Business, IT Execs Differ on Disaster Recovery Needs

Enterprise Storage Forum content and product recommendations are editorially independent. We may make money when you click on links to our partners. Learn More.

U.S. business and technology executives have strikingly different views of
how safe they think their critical business data would be in the event of a
disaster, according to a new poll by EMC/RoperASW.

The survey of 274 executives at major U.S. corporations and
other large organizations found that only 14 percent of business leaders believed their
important business information is very vulnerable to being lost in the event
of a disaster. In contrast, 52 percent of information technology executives felt
their data would be very vulnerable if a disaster were to strike.

The two groups also disagreed on how long it would take to resume normal
business operations in the event of a disaster. Only 9 percent of business executives
said they would need three days or more to resume normal operations, while
23 percent of technology executives said recovery operations would stretch from
three days to more than a week.

EMC and Roper said the gap is particularly troubling considering that
pending regulatory efforts would require companies to disclose their
disaster readiness and the effect that such an outage would have on business
and customer confidence.

“Even with everything that has transpired over the past two years, there’s
still a perception that protecting data is an IT problem, not necessarily a
business priority,” said Carl Greiner, senior vice president at META Group.

Resuming normal business operations after three days would cost a company
millions and millions of dollars and could also cause immeasurable damage in terms of
customer satisfaction and reputation, according to Greiner. Based on the survey results, “Business leaders need to open their eyes, ears, and most likely their
wallets to address some vulnerability in their organizations,” he said.

The survey concluded that business executives “are unaware or uninformed
about their business continuity capabilities,” and that IT executives “are
not adequately sharing or communicating the company’s exposure.”

Businesses are not investing sufficiently in business continuity solutions,
EMC and Roper said, adding that there may be a misperception among business
executives that if data is simply backed up, it is protected and can be
recovered quickly.

“An expectation of recovery times measured in days seems to reflect poor
awareness of the financial and customer satisfaction impact of downtime,”
the survey said.

“The gaps were surprising considering all of the recent attention focused on
preserving and gaining access to business information and the need, in
general, to be able to effectively respond to any sort of disruption in
business,” said RoperASW CEO Edward Keller.

“There’s also a general feeling
that the focus on corporate governance and regulations in the area of
business continuity are going to bring issues like this even more into the
forefront,” Keller said. “Once compliance and reporting is on the table, it’s clear that
business leaders and their IT counterparts are going to have to get in sync
with exactly what their capabilities are.”

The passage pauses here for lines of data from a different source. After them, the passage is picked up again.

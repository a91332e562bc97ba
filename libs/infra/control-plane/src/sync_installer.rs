// [libs/infra/control-plane/src/sync_installer.rs]
/*!
 * APARATO: INSTALADOR DE SINCRONIZACION (ESTRATO L2)
 * RESPONSABILIDAD: COLABORADOR OPACO DE UN UNICO METODO
 *
 * El artefacto de sincronizacion de terceros es tratado como una caja
 * negra con una sola entrada: `install(access_token)`. El motor de
 * aprovisionamiento nunca lo invoca mas de una vez por tick (max_attempts=1,
 * §4.8, §4.9). La version de API requerida por el webhook que este
 * instalador crea se expone aqui como un campo de configuracion de primera
 * clase, no como un parche en tiempo de ejecucion sobre la libreria
 * (§9 notas de diseno).
 */

use crate::errors::SyncInstallError;
use async_trait::async_trait;
use tracing::instrument;

#[async_trait]
pub trait SyncInstaller: Send + Sync {
    async fn install(&self, access_token: &str) -> Result<(), SyncInstallError>;
}

/// Instalador real contra el artefacto de sincronizacion de terceros, vía
/// su API HTTP directa en lugar de la libreria cliente original.
pub struct HttpSyncInstaller {
    http: reqwest::Client,
    webhook_endpoint: String,
    api_version: String,
}

impl HttpSyncInstaller {
    pub fn new(http: reqwest::Client, webhook_endpoint: String, api_version: String) -> Self {
        Self { http, webhook_endpoint, api_version }
    }
}

#[async_trait]
impl SyncInstaller for HttpSyncInstaller {
    #[instrument(skip(self, access_token))]
    async fn install(&self, access_token: &str) -> Result<(), SyncInstallError> {
        let response = self
            .http
            .post(&self.webhook_endpoint)
            .bearer_auth(access_token)
            .header("Stripe-Version", &self.api_version)
            .send()
            .await
            .map_err(|e| SyncInstallError::Failed(e.to_string()))?;

        if !response.status().is_success() {
            return Err(SyncInstallError::Failed(format!(
                "webhook_install_status={}",
                response.status()
            )));
        }

        Ok(())
    }
}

No Perception Gap Found In Europe

European business and technology executives, surprisingly, generally agree
on their data vulnerability. The survey polled 254 senior business and IT
execs in seven countries and found that 40 percent of business executives and 44 percent
of IT executives feel very vulnerable.

The executives were also in agreement on expected lengthy recovery times,
with a quarter of all business and IT executives surveyed in Europe feeling
that it would take three days or more to resume normal business operations
following a disaster.

“Our customers tell us that their greatest challenge isn’t backing up their
information, it’s recovering and resuming operations in a timely manner,”
said David Goulden, EMC’s executive vice president for Global Marketing and
New Business Development.

Goulden said that EMC doesn’t believe U.S. business leaders are being
misled by their IT teams. Instead, Goulden attribuites the findings to what is likely a misperception that if the
data is backed up, there is no issue. “In both the U.S. and Europe,
technology executives recognize the significant challenge they would face in
restoring that information to serve the business in a timely manner.”

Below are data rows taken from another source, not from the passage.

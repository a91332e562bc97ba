// [libs/domain/oauth-flow/src/errors.rs]
use thiserror::Error;

#[derive(Error, Debug)]
pub enum OAuthFlowError {
    /// El estado fue rechazado, ya consumido, o vencio (403).
    #[error("[L3_OAUTH_FLOW_FAULT]: INVALID_STATE")]
    InvalidState,

    /// Peticion ilegible o faltan campos requeridos (400).
    #[error("[L3_OAUTH_FLOW_FAULT]: MALFORMED_REQUEST -> {0}")]
    MalformedRequest(String),

    /// El intercambio de codigo fallo en la plataforma (se traduce a 500
    /// o a la vista de error segun quien lo capture).
    #[error("[L3_OAUTH_FLOW_FAULT]: EXCHANGE_FAILED")]
    ExchangeFailed,

    /// Fallo interno al persistir estado o conexion (500).
    #[error("[L3_OAUTH_FLOW_FAULT]: INTERNAL -> {0}")]
    Internal(String),
}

The EMC-sponsored survey was conducted by RoperASW by phone in April and
May. Executives in a wide range of industries, including financial services,
manufacturing, healthcare, government, retail and telecommunications, were

Roughly one-third of the respondents worked for organizations with
revenues of more than $5 billion a year, one-third between $2 billion and $5
billion, and one-third between $1 and $2 billion. In Europe, organizations
and companies with more than 1,000 employees were selected, with 43 percent of the
respondents responsible for more than 5,000 employees.

Paul Shread
Paul Shread
eSecurity Editor Paul Shread has covered nearly every aspect of enterprise technology in his 20+ years in IT journalism, including an award-winning series on software-defined data centers. He wrote a column on small business technology for, and covered financial markets for 10 years, from the dot-com boom and bust to the 2007-2009 financial crisis. He holds a market analyst certification.

Get the Free Newsletter!

Subscribe to Cloud Insider for top news, trends, and analysis.

Latest Articles

15 Software Defined Storage Best Practices

Software Defined Storage (SDS) enables the use of commodity storage hardware. Learn 15 best practices for SDS implementation.

What is Fibre Channel over Ethernet (FCoE)?

Fibre Channel Over Ethernet (FCoE) is the encapsulation and transmission of Fibre Channel (FC) frames over enhanced Ethernet networks, combining the advantages of Ethernet...

9 Types of Computer Memory Defined (With Use Cases)

Computer memory is a term for all of the types of data storage technology that a computer may use. Learn more about the X types of computer memory.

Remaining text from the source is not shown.